Cut the Chaff

Fears of price-wage spiral misplaced

Since the devaluation the kwacha (10 percent last August and 49 percent around three months ago) and its subsequent flotation, pressure has mounted from the labour market for employers to increase wages as inflation pushes the cost of living beyond their pay grades.

It is common knowledge, and this has been a historical fact in Malawi, that the Reserve Bank of Malawi (RBM) meets excess inflation with higher interest rates to discourage borrowing and consumption.

The combination of a falling kwacha, galloping inflation and running away interest rates cannot be good for any economy, let alone firms and households. This is further worsened by deteriorating real wages; hence, the daily strikes in both the public and private sectors.

Why a central bank would employ such a destructive policy mix that feeds a highly toxic soup to an already suffering population is something that has bothered me ever since the new monetary policy team at the RBM zealously went to work with their new-found limitless powers.

The middle class continues to suffer as employers, with government’s tacit support, refuse to raise salaries in tandem with inflation trends at the minimum or in line with the major factor that has pushed prices up since the last quarter of 2012—the kwacha’s deteriorating purchasing power.
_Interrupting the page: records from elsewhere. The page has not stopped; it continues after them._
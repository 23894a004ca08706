//! GEDCOM date values and the date sub-grammar.
//!
//! Supported forms, tried in order:
//! - `ABT 1984` (approximate, year only)
//! - `12 MAY 1984` (three-letter or full English month name)
//! - `12.05.1984`
//! - `1984` (year only, exact)

use std::fmt;
use std::str::FromStr;

use chrono::{Datelike, Month, NaiveDate};
use serde::Serialize;

use crate::error::{GedcomError, Result};

/// Keyword marking an approximate date.
const APPROXIMATE_KEYWORD: &str = "ABT";

/// Length of a `dd.mm.yyyy` token.
const DOTTED_LEN: usize = 10;

/// A date as recorded in a GEDCOM `DATE` line.
///
/// Day and month are either both present or both absent, and an approximate
/// date never carries them. Dates read in `<day> <month-name> <year>` form are
/// not checked against the calendar.
#[derive(Debug, Clone, Copy, PartialEq, Eq, Hash, Serialize)]
pub struct GedcomDate {
    #[serde(skip_serializing_if = "Option::is_none")]
    day: Option<u32>,
    #[serde(skip_serializing_if = "Option::is_none")]
    month: Option<u32>,
    year: i32,
    approximate: bool,
}

impl GedcomDate {
    /// Exact calendar date.
    ///
    /// Returns `None` when day and month do not form a real date in `year`.
    #[must_use]
    pub fn new(day: u32, month: u32, year: i32) -> Option<Self> {
        NaiveDate::from_ymd_opt(year, month, day).map(Self::from)
    }

    /// Exact date known only by year.
    #[must_use]
    pub fn year_only(year: i32) -> Self {
        Self {
            day: None,
            month: None,
            year,
            approximate: false,
        }
    }

    /// Approximate date ("about <year>").
    #[must_use]
    pub fn approximate(year: i32) -> Self {
        Self {
            approximate: true,
            ..Self::year_only(year)
        }
    }

    #[must_use]
    pub fn day(&self) -> Option<u32> {
        self.day
    }

    #[must_use]
    pub fn month(&self) -> Option<u32> {
        self.month
    }

    #[must_use]
    pub fn year(&self) -> i32 {
        self.year
    }

    #[must_use]
    pub fn is_approximate(&self) -> bool {
        self.approximate
    }

    /// Parse a GEDCOM date value.
    ///
    /// # Examples
    /// ```
    /// use gedcom_ahnentafel::GedcomDate;
    ///
    /// let date = GedcomDate::parse("12 MAY 1984").unwrap();
    /// assert_eq!((date.day(), date.month(), date.year()), (Some(12), Some(5), 1984));
    /// assert_eq!(date.to_string(), "12-05-1984");
    ///
    /// assert_eq!(GedcomDate::parse("ABT 1984").unwrap().to_string(), "Ca 1984");
    /// assert!(GedcomDate::parse("sometime").is_err());
    /// ```
    pub fn parse(text: &str) -> Result<Self> {
        let invalid = || GedcomDate::invalid(text);
        let tokens: Vec<&str> = text.split_whitespace().collect();
        let first = *tokens.first().ok_or_else(invalid)?;

        if first.eq_ignore_ascii_case(APPROXIMATE_KEYWORD) {
            return match tokens.as_slice() {
                [_, year] => year
                    .parse::<i32>()
                    .map(Self::approximate)
                    .map_err(|_| invalid()),
                _ => Err(invalid()),
            };
        }

        match tokens.as_slice() {
            [day, month, year] => parse_day_month_year(day, month, year).ok_or_else(invalid),
            [single] => parse_dotted(single)
                .or_else(|| single.parse::<i32>().ok().map(Self::year_only))
                .ok_or_else(invalid),
            _ => Err(invalid()),
        }
    }

    fn invalid(text: &str) -> GedcomError {
        GedcomError::InvalidDate(text.trim().to_string())
    }
}

/// `<day> <month-name> <year>`.
///
/// Only the shape is checked here: transcribed values such as `31 FEB 1900`
/// or `0 JAN 1900` are kept as written.
fn parse_day_month_year(day: &str, month: &str, year: &str) -> Option<GedcomDate> {
    let day = day.parse::<u32>().ok()?;
    let month = Month::from_str(month).ok()?;
    let year = year.parse::<i32>().ok()?;
    Some(GedcomDate {
        day: Some(day),
        month: Some(month.number_from_month()),
        year,
        approximate: false,
    })
}

/// `<dd>.<mm>.<yyyy>`, two-digit day and month, checked against the calendar.
fn parse_dotted(token: &str) -> Option<GedcomDate> {
    let bytes = token.as_bytes();
    if bytes.len() != DOTTED_LEN || bytes[2] != b'.' || bytes[5] != b'.' {
        return None;
    }
    NaiveDate::parse_from_str(token, "%d.%m.%Y")
        .ok()
        .map(GedcomDate::from)
}

impl From<NaiveDate> for GedcomDate {
    fn from(date: NaiveDate) -> Self {
        Self {
            day: Some(date.day()),
            month: Some(date.month()),
            year: date.year(),
            approximate: false,
        }
    }
}

impl FromStr for GedcomDate {
    type Err = GedcomError;

    fn from_str(s: &str) -> Result<Self> {
        Self::parse(s)
    }
}

impl fmt::Display for GedcomDate {
    fn fmt(&self, f: &mut fmt::Formatter<'_>) -> fmt::Result {
        if self.approximate {
            return write!(f, "Ca {}", self.year);
        }
        match (self.day, self.month) {
            (Some(day), Some(month)) => write!(f, "{day:02}-{month:02}-{}", self.year),
            _ => write!(f, "{}", self.year),
        }
    }
}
I understand that RBM is worried about a wage-price spiral in which, at least according to the RBM’s thinking, higher wages lead to higher price increases and which then provokes even higher wages, a situation that the current inflation-obsessed monetary policy leadership finds unacceptable and they should, but only if it this assertion of a price-wage spiral can be proved to be true.

While I accept that wages are an important variable in determining prices since they impact firms’ marginal costs, their net impact is not large enough to use it as basis for predicting inflation.

Someone from the central bank must show us systematic evidence that there is a strong relationship between wage growth and higher inflation in Malawi, otherwise, authorities could simply be punishing workers based on a theory that has been debunked by several economists.

In fact, suppressing wages at a time when the current monetary policy is to actively tame inflation through bank rate hikes is a double-edged sword to the working class that mortally wounds households and may lead to a sharp contraction in the economy, or even a recession.

Real wages have fallen so sharply in the country that more and more people, including those with fairly decent jobs, are finding themselves into lower poverty bands.

As real wages have been falling, the pressure on people’s fast disappearing disposable income has been huge and mounting every day.

In other words, while the salary has largely remained static and eroded in terms of the real value, interest rates—deducted on the same unchanged income—have almost doubled over the past two months.

The price of recurrent household goods—which also depends on the same static income—have also doubled, shrinking an already squeezed resource envelop for the household.

Tuition fees, which also depend on the same salary that is fast losing its purchasing power—have also nearly doubled.

Then there is the joke of the week in which the minimum wage has jumped by roughly 100 percent. I don’t know where policy makers live, but a good number of the folks who will benefit from this hike in the minimum wage (domestic workers and/or casual labourers) are mostly employed by the middle class, whose salaries are being suppressed.

How does the government, which is now siding with employers to prevent wage increases to reasonable levels, expect this person to survive? Obviously, for someone like me, it is better that I fire the garden boy and probably the guard.

I will remain with the maid for the sake of my children. That is two people out of work. Several members of the squeezed middle class may have the same view. How many domestic workers will be sent on the streets? How many social problems will these jobless folks create for society in general and the government in particular?

Even getting rid of these domestic workers will not end the extra burden that the middle class’s stunted salaries have to bear, causing more suffering.

The RBM knows that the problems we are going through today have little to do with households and firms.

It was simply bad policy of growing the government debt too much without supporting the private sector to create the wealth that would support government.
Government also kept the kwacha artificially strong for too long in support of cheap imports that drained the little forex we had without replenishing it at an adequate pace. These are the big picture issues authorities have to deal with, not the quick fixes that target small people with endless pain being the only result.